WORKING DATA –
+++

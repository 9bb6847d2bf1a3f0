//! Cached, reference-counted block locking with ordered superblock commit.
//!
//! The manager owns the I/O backend and a bounded cache of recently used
//! blocks. External code only ever sees a block through a scoped
//! [`ReadRef`] or [`WriteRef`]; dropping the reference releases the lock.
//! The fallible superblock protocol is the explicit [`WriteRef::commit`],
//! which flushes every other dirty block, issues a barrier, and writes the
//! superblock last.

use crate::{AlignedBlock, BlockIo, Validator};
use cmt_error::{MetaError, Result};
use cmt_types::BlockAddress;
use parking_lot::Mutex;
use std::collections::hash_map::Entry;
use std::collections::{HashMap, VecDeque};
use std::sync::Arc;
use tracing::{debug, trace, warn};

pub const DEFAULT_CACHE_CAPACITY: usize = 256;

/// Role of a block in the commit protocol.
#[derive(Debug, Clone, Copy, PartialEq, Eq)]
pub enum BlockKind {
    Normal,
    Superblock,
}

struct CacheEntry {
    data: Arc<AlignedBlock>,
    kind: BlockKind,
    dirty: bool,
    validator: Arc<dyn Validator>,
}

enum LockState {
    Read(u32),
    Write,
}

#[derive(Default)]
struct BmState {
    cache: HashMap<u64, CacheEntry>,
    lru: VecDeque<u64>,
    locks: HashMap<u64, LockState>,
}

impl BmState {
    fn touch(&mut self, location: u64) {
        if let Some(pos) = self.lru.iter().position(|&l| l == location) {
            let _ = self.lru.remove(pos);
        }
        self.lru.push_back(location);
    }
}

/// Caching block manager enforcing the lock invariants:
/// a location holds either no lock, N shared read locks, or one write lock.
/// Conflicting acquisitions fail immediately.
pub struct BlockManager {
    io: Box<dyn BlockIo>,
    state: Mutex<BmState>,
    capacity: usize,
}

impl BlockManager {
    #[must_use]
    pub fn new(io: Box<dyn BlockIo>, capacity: usize) -> Self {
        Self {
            io,
            state: Mutex::new(BmState::default()),
            capacity: capacity.max(1),
        }
    }

    #[must_use]
    pub fn nr_blocks(&self) -> u64 {
        self.io.nr_blocks()
    }

    /// Acquire a shared lock. Fails if a write lock is held, or if the
    /// block fails its validator on first load (no lock is granted then).
    pub fn read_lock(
        &self,
        location: BlockAddress,
        validator: Arc<dyn Validator>,
    ) -> Result<ReadRef<'_>> {
        let mut state = self.state.lock();
        if matches!(state.locks.get(&location.0), Some(LockState::Write)) {
            return Err(MetaError::LockViolation {
                block: location,
                detail: "write lock held",
            });
        }
        self.ensure_cached(&mut state, location, &validator)?;
        match state.locks.entry(location.0) {
            Entry::Occupied(mut held) => {
                if let LockState::Read(n) = held.get_mut() {
                    *n += 1;
                }
            }
            Entry::Vacant(slot) => {
                slot.insert(LockState::Read(1));
            }
        }
        let data = state
            .cache
            .get(&location.0)
            .map(|entry| Arc::clone(&entry.data))
            .ok_or_else(|| MetaError::Invalid(format!("block {location} missing from cache")))?;
        Ok(ReadRef {
            bm: self,
            location,
            data,
        })
    }

    /// Acquire an exclusive lock, loading and validating the block first.
    pub fn write_lock(
        &self,
        location: BlockAddress,
        validator: Arc<dyn Validator>,
    ) -> Result<WriteRef<'_>> {
        self.write_lock_impl(location, validator, BlockKind::Normal, false)
    }

    /// Exclusive lock over a zeroed buffer; the previous contents are
    /// neither read nor validated. For callers overwriting the whole block.
    pub fn write_lock_zero(
        &self,
        location: BlockAddress,
        validator: Arc<dyn Validator>,
    ) -> Result<WriteRef<'_>> {
        self.write_lock_impl(location, validator, BlockKind::Normal, true)
    }

    /// Exclusive lock on a superblock-kind block; committing the returned
    /// reference runs the ordered flush protocol.
    pub fn superblock(
        &self,
        location: BlockAddress,
        validator: Arc<dyn Validator>,
    ) -> Result<WriteRef<'_>> {
        self.write_lock_impl(location, validator, BlockKind::Superblock, false)
    }

    pub fn superblock_zero(
        &self,
        location: BlockAddress,
        validator: Arc<dyn Validator>,
    ) -> Result<WriteRef<'_>> {
        self.write_lock_impl(location, validator, BlockKind::Superblock, true)
    }

    /// Write back every dirty non-superblock block, then sync.
    pub fn flush(&self) -> Result<()> {
        let mut state = self.state.lock();
        self.flush_normal(&mut state)?;
        self.io.sync()
    }

    fn write_lock_impl(
        &self,
        location: BlockAddress,
        validator: Arc<dyn Validator>,
        kind: BlockKind,
        zero: bool,
    ) -> Result<WriteRef<'_>> {
        if location.0 >= self.io.nr_blocks() {
            return Err(MetaError::OutOfRange {
                location,
                nr_blocks: self.io.nr_blocks(),
            });
        }
        let mut state = self.state.lock();
        if state.locks.contains_key(&location.0) {
            return Err(MetaError::LockViolation {
                block: location,
                detail: "lock already held",
            });
        }
        if zero {
            if !state.cache.contains_key(&location.0) {
                self.make_room(&mut state)?;
            }
            state.cache.insert(
                location.0,
                CacheEntry {
                    data: Arc::new(AlignedBlock::zeroed()),
                    kind,
                    dirty: false,
                    validator: Arc::clone(&validator),
                },
            );
            state.touch(location.0);
        } else {
            self.ensure_cached(&mut state, location, &validator)?;
            if let Some(entry) = state.cache.get_mut(&location.0) {
                entry.kind = kind;
                entry.validator = Arc::clone(&validator);
            }
        }
        let data = state
            .cache
            .get(&location.0)
            .map(|entry| entry.data.as_ref().clone())
            .ok_or_else(|| MetaError::Invalid(format!("block {location} missing from cache")))?;
        state.locks.insert(location.0, LockState::Write);
        Ok(WriteRef {
            bm: self,
            location,
            kind,
            data: Some(data),
        })
    }

    fn ensure_cached(
        &self,
        state: &mut BmState,
        location: BlockAddress,
        validator: &Arc<dyn Validator>,
    ) -> Result<()> {
        if state.cache.contains_key(&location.0) {
            state.touch(location.0);
            return Ok(());
        }
        let mut block = AlignedBlock::zeroed();
        self.io.read_block(location, block.as_mut_slice())?;
        validator.check(block.as_slice(), location)?;
        self.make_room(state)?;
        state.cache.insert(
            location.0,
            CacheEntry {
                data: Arc::new(block),
                kind: BlockKind::Normal,
                dirty: false,
                validator: Arc::clone(validator),
            },
        );
        state.lru.push_back(location.0);
        trace!(target: "cmt::block::cache", event = "load", block = location.0);
        Ok(())
    }

    /// Evict unlocked entries until the cache is under capacity. Dirty
    /// victims are written back first; dirty superblocks are never
    /// evicted (they must be the last write the device sees).
    fn make_room(&self, state: &mut BmState) -> Result<()> {
        while state.cache.len() >= self.capacity {
            let candidate = state.lru.iter().copied().find(|loc| {
                !state.locks.contains_key(loc)
                    && state
                        .cache
                        .get(loc)
                        .is_some_and(|e| !(e.dirty && e.kind == BlockKind::Superblock))
            });
            let Some(victim) = candidate else {
                // Everything is pinned; let the cache grow past its bound.
                trace!(
                    target: "cmt::block::cache",
                    event = "overcommit",
                    cached = state.cache.len()
                );
                return Ok(());
            };
            if let Some(entry) = state.cache.get_mut(&victim) {
                if entry.dirty {
                    let mut block = entry.data.as_ref().clone();
                    entry
                        .validator
                        .prepare(block.as_mut_slice(), BlockAddress(victim));
                    self.io.write_block(BlockAddress(victim), block.as_slice())?;
                    trace!(target: "cmt::block::cache", event = "evict_writeback", block = victim);
                }
            }
            state.cache.remove(&victim);
            if let Some(pos) = state.lru.iter().position(|&l| l == victim) {
                let _ = state.lru.remove(pos);
            }
        }
        Ok(())
    }

    fn flush_normal(&self, state: &mut BmState) -> Result<()> {
        let dirty: Vec<u64> = state
            .cache
            .iter()
            .filter(|(_, e)| e.dirty && e.kind == BlockKind::Normal)
            .map(|(&loc, _)| loc)
            .collect();
        for loc in dirty {
            if let Some(entry) = state.cache.get_mut(&loc) {
                let mut block = entry.data.as_ref().clone();
                entry.validator.prepare(block.as_mut_slice(), BlockAddress(loc));
                self.io.write_block(BlockAddress(loc), block.as_slice())?;
                entry.data = Arc::new(block);
                entry.dirty = false;
            }
        }
        Ok(())
    }

    fn release_read(&self, location: BlockAddress) {
        let mut state = self.state.lock();
        match state.locks.entry(location.0) {
            Entry::Occupied(mut held) => match held.get_mut() {
                LockState::Read(n) if *n > 1 => *n -= 1,
                _ => {
                    held.remove();
                }
            },
            Entry::Vacant(_) => {}
        }
    }

    fn clone_read(&self, location: BlockAddress) {
        let mut state = self.state.lock();
        if let Some(LockState::Read(n)) = state.locks.get_mut(&location.0) {
            *n += 1;
        }
    }

    /// Store modified data back into the cache and drop the write lock.
    /// No I/O happens here; the data reaches the device on flush,
    /// eviction, or superblock commit.
    fn release_write(&self, location: BlockAddress, data: AlignedBlock, kind: BlockKind) {
        let mut state = self.state.lock();
        if let Some(entry) = state.cache.get_mut(&location.0) {
            entry.data = Arc::new(data);
            entry.dirty = true;
            entry.kind = kind;
        }
        state.locks.remove(&location.0);
        if kind == BlockKind::Superblock {
            warn!(
                target: "cmt::block",
                event = "superblock_dropped_uncommitted",
                block = location.0
            );
        }
    }

    fn commit_write(&self, location: BlockAddress, data: AlignedBlock, kind: BlockKind) -> Result<()> {
        match kind {
            BlockKind::Normal => {
                let mut state = self.state.lock();
                if let Some(entry) = state.cache.get_mut(&location.0) {
                    entry.data = Arc::new(data);
                    entry.dirty = true;
                }
                state.locks.remove(&location.0);
                Ok(())
            }
            BlockKind::Superblock => self.commit_superblock(location, data),
        }
    }

    /// The two-phase commit: releasing a superblock with intent to commit
    /// must be the only outstanding lock; every other dirty block is
    /// written and synced before the superblock itself goes out.
    fn commit_superblock(&self, location: BlockAddress, data: AlignedBlock) -> Result<()> {
        let mut state = self.state.lock();
        state.locks.remove(&location.0);
        let held = state.locks.len();
        if held > 0 {
            if let Some(entry) = state.cache.get_mut(&location.0) {
                entry.data = Arc::new(data);
                entry.dirty = true;
                entry.kind = BlockKind::Superblock;
            }
            return Err(MetaError::SuperblockUnlockedEarly { held });
        }

        self.flush_normal(&mut state)?;
        self.io.sync()?;

        let Some(entry) = state.cache.get_mut(&location.0) else {
            return Err(MetaError::Invalid(format!(
                "superblock {location} missing from cache"
            )));
        };
        let mut block = data;
        entry.validator.prepare(block.as_mut_slice(), location);
        self.io.write_block(location, block.as_slice())?;
        self.io.sync()?;
        entry.data = Arc::new(block);
        entry.dirty = false;
        entry.kind = BlockKind::Superblock;
        debug!(target: "cmt::block", event = "superblock_commit", block = location.0);
        Ok(())
    }
}

/// Shared lock on one block. Cheap to clone; the lock is released when the
/// last copy is dropped.
pub struct ReadRef<'a> {
    bm: &'a BlockManager,
    location: BlockAddress,
    data: Arc<AlignedBlock>,
}

impl ReadRef<'_> {
    #[must_use]
    pub fn location(&self) -> BlockAddress {
        self.location
    }

    #[must_use]
    pub fn data(&self) -> &[u8] {
        self.data.as_slice()
    }
}

impl Clone for ReadRef<'_> {
    fn clone(&self) -> Self {
        self.bm.clone_read(self.location);
        Self {
            bm: self.bm,
            location: self.location,
            data: Arc::clone(&self.data),
        }
    }
}

impl Drop for ReadRef<'_> {
    fn drop(&mut self) {
        self.bm.release_read(self.location);
    }
}

/// Exclusive lock on one block with an owned working buffer.
///
/// Dropping the reference stores the buffer back as dirty cache data and
/// releases the lock; no I/O happens on drop. [`WriteRef::commit`] is the
/// fallible release: for superblock-kind references it runs the ordered
/// flush protocol.
pub struct WriteRef<'a> {
    bm: &'a BlockManager,
    location: BlockAddress,
    kind: BlockKind,
    data: Option<AlignedBlock>,
}

impl WriteRef<'_> {
    #[must_use]
    pub fn location(&self) -> BlockAddress {
        self.location
    }

    #[must_use]
    pub fn kind(&self) -> BlockKind {
        self.kind
    }

    #[must_use]
    pub fn data(&self) -> &[u8] {
        match &self.data {
            Some(block) => block.as_slice(),
            None => &[],
        }
    }

    pub fn data_mut(&mut self) -> &mut [u8] {
        match &mut self.data {
            Some(block) => block.as_mut_slice(),
            None => &mut [],
        }
    }

    /// Release with intent to commit. For normal blocks this is the same
    /// as dropping; for the superblock it fails with
    /// `SuperblockUnlockedEarly` if any other lock is still held, then
    /// flushes all dirty blocks, syncs, and writes the superblock last.
    pub fn commit(mut self) -> Result<()> {
        let Some(data) = self.data.take() else {
            return Ok(());
        };
        self.bm.commit_write(self.location, data, self.kind)
    }
}

impl Drop for WriteRef<'_> {
    fn drop(&mut self) {
        if let Some(data) = self.data.take() {
            self.bm.release_write(self.location, data, self.kind);
        }
    }
}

+++

HOW TO COMPLETE THIS TASK – Copy out all lines of the material above in which "insert" occurs.

EXERCISE OUTPUT –
                slot.insert(LockState::Read(1));
            state.cache.insert(
        state.locks.insert(location.0, LockState::Write);
        state.cache.insert(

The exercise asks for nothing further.